- [Work task] Using the data that follows, give the number of lines in which the word "changes" occurs. Write only the number.

- [Given entries]
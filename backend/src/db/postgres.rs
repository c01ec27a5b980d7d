use async_trait::async_trait;
use chrono::{DateTime, Utc};
use parking_lot::Mutex;
use sqlx::PgPool;
use std::collections::HashMap;
use std::sync::Arc;
use tokio::sync::broadcast;
use uuid::Uuid;

use super::{chats, profiles, requests, ChangeFeed, Store};
use crate::constants::CHANGE_FEED_CAPACITY;
use crate::error::CoreResult;
use crate::models::{
    ChangeEvent, ChatSession, Message, NewMessage, ParticipantPair, PresencePatch, Profile,
    ProfileFilter, Record, RequestFilter, RequestStatus, SupportRequest,
};

/// PostgreSQL-backed store. Change notifications are published in-process
/// after each commit, so subscribers see writes made through this instance.
pub struct PgStore {
    pool: PgPool,
    feed: ChangeFeed,
    append_locks: AppendLocks,
}

/// One lock per chat, held across the append transaction and its
/// notification so subscribers receive a chat's messages in commit order.
/// Entries only live while some append on the chat is running or waiting.
#[derive(Default)]
struct AppendLocks {
    locks: Mutex<HashMap<Uuid, Arc<tokio::sync::Mutex<()>>>>,
}

impl AppendLocks {
    fn slot(&self, chat_id: Uuid) -> AppendSlot<'_> {
        let lock = self.locks.lock().entry(chat_id).or_default().clone();
        AppendSlot { owner: self, chat_id, lock }
    }

    #[cfg(test)]
    fn len(&self) -> usize {
        self.locks.lock().len()
    }
}

struct AppendSlot<'a> {
    owner: &'a AppendLocks,
    chat_id: Uuid,
    lock: Arc<tokio::sync::Mutex<()>>,
}

impl Drop for AppendSlot<'_> {
    fn drop(&mut self) {
        let mut locks = self.owner.locks.lock();
        // Only the map and this slot still own it.
        if Arc::strong_count(&self.lock) == 2 {
            locks.remove(&self.chat_id);
        }
    }
}

impl PgStore {
    pub fn new(pool: PgPool) -> Self {
        Self {
            pool,
            feed: ChangeFeed::new(CHANGE_FEED_CAPACITY),
            append_locks: AppendLocks::default(),
        }
    }
}

#[async_trait]
impl Store for PgStore {
    async fn insert_profile(&self, profile: Profile) -> CoreResult<Profile> {
        let created = profiles::create_profile(&self.pool, &profile).await?;
        self.feed.publish(ChangeEvent::insert(Record::Profile(created.clone())));
        Ok(created)
    }

    async fn get_profile(&self, user_id: Uuid) -> CoreResult<Option<Profile>> {
        profiles::get_profile_by_id(&self.pool, user_id).await
    }

    async fn list_profiles(&self, filter: &ProfileFilter) -> CoreResult<Vec<Profile>> {
        profiles::list_profiles(&self.pool, filter).await
    }

    async fn patch_profile(
        &self,
        user_id: Uuid,
        patch: PresencePatch,
        now: DateTime<Utc>,
    ) -> CoreResult<Profile> {
        let updated = profiles::patch_profile(&self.pool, user_id, patch, now).await?;
        self.feed.publish(ChangeEvent::update(Record::Profile(updated.clone())));
        Ok(updated)
    }

    async fn mark_stale_offline(
        &self,
        cutoff: DateTime<Utc>,
        now: DateTime<Utc>,
    ) -> CoreResult<Vec<Profile>> {
        let swept = profiles::mark_stale_offline(&self.pool, cutoff, now).await?;
        for profile in &swept {
            self.feed.publish(ChangeEvent::update(Record::Profile(profile.clone())));
        }
        Ok(swept)
    }

    async fn insert_request(&self, request: SupportRequest) -> CoreResult<SupportRequest> {
        let created = requests::create_request(&self.pool, &request).await?;
        self.feed.publish(ChangeEvent::insert(Record::SupportRequest(created.clone())));
        Ok(created)
    }

    async fn get_request(&self, request_id: Uuid) -> CoreResult<Option<SupportRequest>> {
        requests::get_request_by_id(&self.pool, request_id).await
    }

    async fn list_requests_for(
        &self,
        user_id: Uuid,
        filter: &RequestFilter,
    ) -> CoreResult<Vec<SupportRequest>> {
        requests::list_requests_for_user(&self.pool, user_id, filter).await
    }

    async fn transition_request(
        &self,
        request_id: Uuid,
        from: RequestStatus,
        to: RequestStatus,
        now: DateTime<Utc>,
    ) -> CoreResult<Option<SupportRequest>> {
        let updated = requests::transition_request(&self.pool, request_id, from, to, now).await?;
        if let Some(request) = &updated {
            self.feed.publish(ChangeEvent::update(Record::SupportRequest(request.clone())));
        }
        Ok(updated)
    }

    async fn get_or_create_chat(
        &self,
        pair: ParticipantPair,
        names: [String; 2],
        now: DateTime<Utc>,
    ) -> CoreResult<(ChatSession, bool)> {
        let (chat, created) = chats::get_or_create_chat(&self.pool, pair, &names, now).await?;
        if created {
            self.feed.publish(ChangeEvent::insert(Record::Chat(chat.clone())));
        }
        Ok((chat, created))
    }

    async fn get_chat(&self, chat_id: Uuid) -> CoreResult<Option<ChatSession>> {
        chats::get_chat_by_id(&self.pool, chat_id).await
    }

    async fn list_chats_for(&self, user_id: Uuid) -> CoreResult<Vec<ChatSession>> {
        chats::list_chats_for_user(&self.pool, user_id).await
    }

    async fn append_message(
        &self,
        message: NewMessage<'_>,
        now: DateTime<Utc>,
    ) -> CoreResult<Message> {
        let slot = self.append_locks.slot(message.chat_id);
        let _guard = slot.lock.lock().await;

        let (stored, chat) = chats::append_message(&self.pool, message, now).await?;
        self.feed.publish(ChangeEvent::insert(Record::Message(stored.clone())));
        self.feed.publish(ChangeEvent::update(Record::Chat(chat)));
        Ok(stored)
    }

    async fn messages_after(
        &self,
        chat_id: Uuid,
        after_seq: Option<i64>,
    ) -> CoreResult<Vec<Message>> {
        chats::get_messages_after(&self.pool, chat_id, after_seq).await
    }

    async fn latest_message_seq(&self, chat_id: Uuid) -> CoreResult<Option<i64>> {
        chats::get_latest_message_seq(&self.pool, chat_id).await
    }

    fn changes(&self) -> broadcast::Receiver<ChangeEvent> {
        self.feed.subscribe()
    }
}

#[cfg(test)]
mod tests {
    use super::*;

    #[tokio::test]
    async fn test_append_lock_entries_are_pruned() {
        let locks = AppendLocks::default();
        let chat_id = Uuid::new_v4();

        let first = locks.slot(chat_id);
        let second = locks.slot(chat_id);
        assert!(Arc::ptr_eq(&first.lock, &second.lock));
        assert_eq!(locks.len(), 1);

        drop(first);
        assert_eq!(locks.len(), 1);
        drop(second);
        assert_eq!(locks.len(), 0);

        for _ in 0..10 {
            let slot = locks.slot(Uuid::new_v4());
            let _guard = slot.lock.lock().await;
        }
        assert_eq!(locks.len(), 0);
    }
}
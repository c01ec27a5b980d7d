use axum::{
    extract::{Path, Query, State},
    http::StatusCode,
    response::{sse::Event, Sse},
    Json,
};
use futures::Stream;
use serde::Deserialize;
use std::convert::Infallible;
use tokio::time::MissedTickBehavior;
use tracing::warn;
use uuid::Uuid;

use super::{sse, AppState, Caller};
use crate::error::CoreResult;
use crate::models::{Location, NewProfile, Profile, ProfileFilter, Role, UserPresence};

#[derive(Debug, Deserialize)]
pub struct RegisterRequest {
    pub name: String,
    pub role: Role,
    #[serde(default)]
    pub gender: Option<String>,
    #[serde(default)]
    pub languages: Vec<String>,
    #[serde(default)]
    pub location: Option<Location>,
}

#[derive(Debug, Deserialize)]
pub struct AvailabilityRequest {
    pub available: bool,
}

#[derive(Debug, Deserialize)]
pub struct LocationRequest {
    /// `null` clears the stored location.
    pub location: Option<Location>,
}

pub async fn register(
    State(state): State<AppState>,
    Caller(caller): Caller,
    Json(req): Json<RegisterRequest>,
) -> CoreResult<(StatusCode, Json<Profile>)> {
    let profile = state
        .presence
        .register(NewProfile {
            id: caller,
            name: req.name,
            role: req.role,
            gender: req.gender,
            languages: req.languages,
            location: req.location,
        })
        .await?;

    Ok((StatusCode::CREATED, Json(profile)))
}

pub async fn get_profile(
    State(state): State<AppState>,
    Caller(_): Caller,
    Path(id): Path<Uuid>,
) -> CoreResult<Json<Profile>> {
    Ok(Json(state.presence.get(id).await?))
}

pub async fn go_online(
    State(state): State<AppState>,
    Caller(caller): Caller,
) -> CoreResult<Json<UserPresence>> {
    Ok(Json(state.presence.set_online(caller).await?))
}

pub async fn go_offline(
    State(state): State<AppState>,
    Caller(caller): Caller,
) -> CoreResult<Json<UserPresence>> {
    Ok(Json(state.presence.set_offline(caller).await?))
}

pub async fn heartbeat(
    State(state): State<AppState>,
    Caller(caller): Caller,
) -> CoreResult<Json<UserPresence>> {
    Ok(Json(state.presence.heartbeat(caller).await?))
}

pub async fn set_availability(
    State(state): State<AppState>,
    Caller(caller): Caller,
    Json(req): Json<AvailabilityRequest>,
) -> CoreResult<Json<UserPresence>> {
    Ok(Json(state.presence.set_available(caller, req.available).await?))
}

pub async fn set_location(
    State(state): State<AppState>,
    Caller(caller): Caller,
    Json(req): Json<LocationRequest>,
) -> CoreResult<Json<Profile>> {
    Ok(Json(state.presence.set_location(caller, req.location).await?))
}

/// Presence changes as SSE. The caller counts as connected, and therefore
/// online, for as long as this stream stays open; the stream heartbeats on
/// their behalf so no sweep marks them offline meanwhile.
pub async fn presence_stream(
    State(state): State<AppState>,
    Caller(caller): Caller,
    Query(filter): Query<ProfileFilter>,
) -> CoreResult<Sse<impl Stream<Item = Result<Event, Infallible>>>> {
    let mut subscription = state.presence.subscribe(filter);
    let connection = state.presence.connect(caller).await?;
    let mut heartbeat = tokio::time::interval(state.stream_heartbeat);
    heartbeat.set_missed_tick_behavior(MissedTickBehavior::Delay);

    let events = async_stream::stream! {
        // connect() already counted as the first heartbeat.
        heartbeat.tick().await;
        loop {
            let next = tokio::select! {
                item = subscription.next_event() => Some(item),
                _ = heartbeat.tick() => None,
            };
            match next {
                Some(Some(item)) => yield item,
                Some(None) => break,
                None => {
                    if let Err(e) = connection.heartbeat().await {
                        warn!("Presence stream heartbeat for {} failed: {}", caller, e);
                    }
                }
            }
        }
    };

    Ok(sse("presence", events))
}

- [Written answer] 2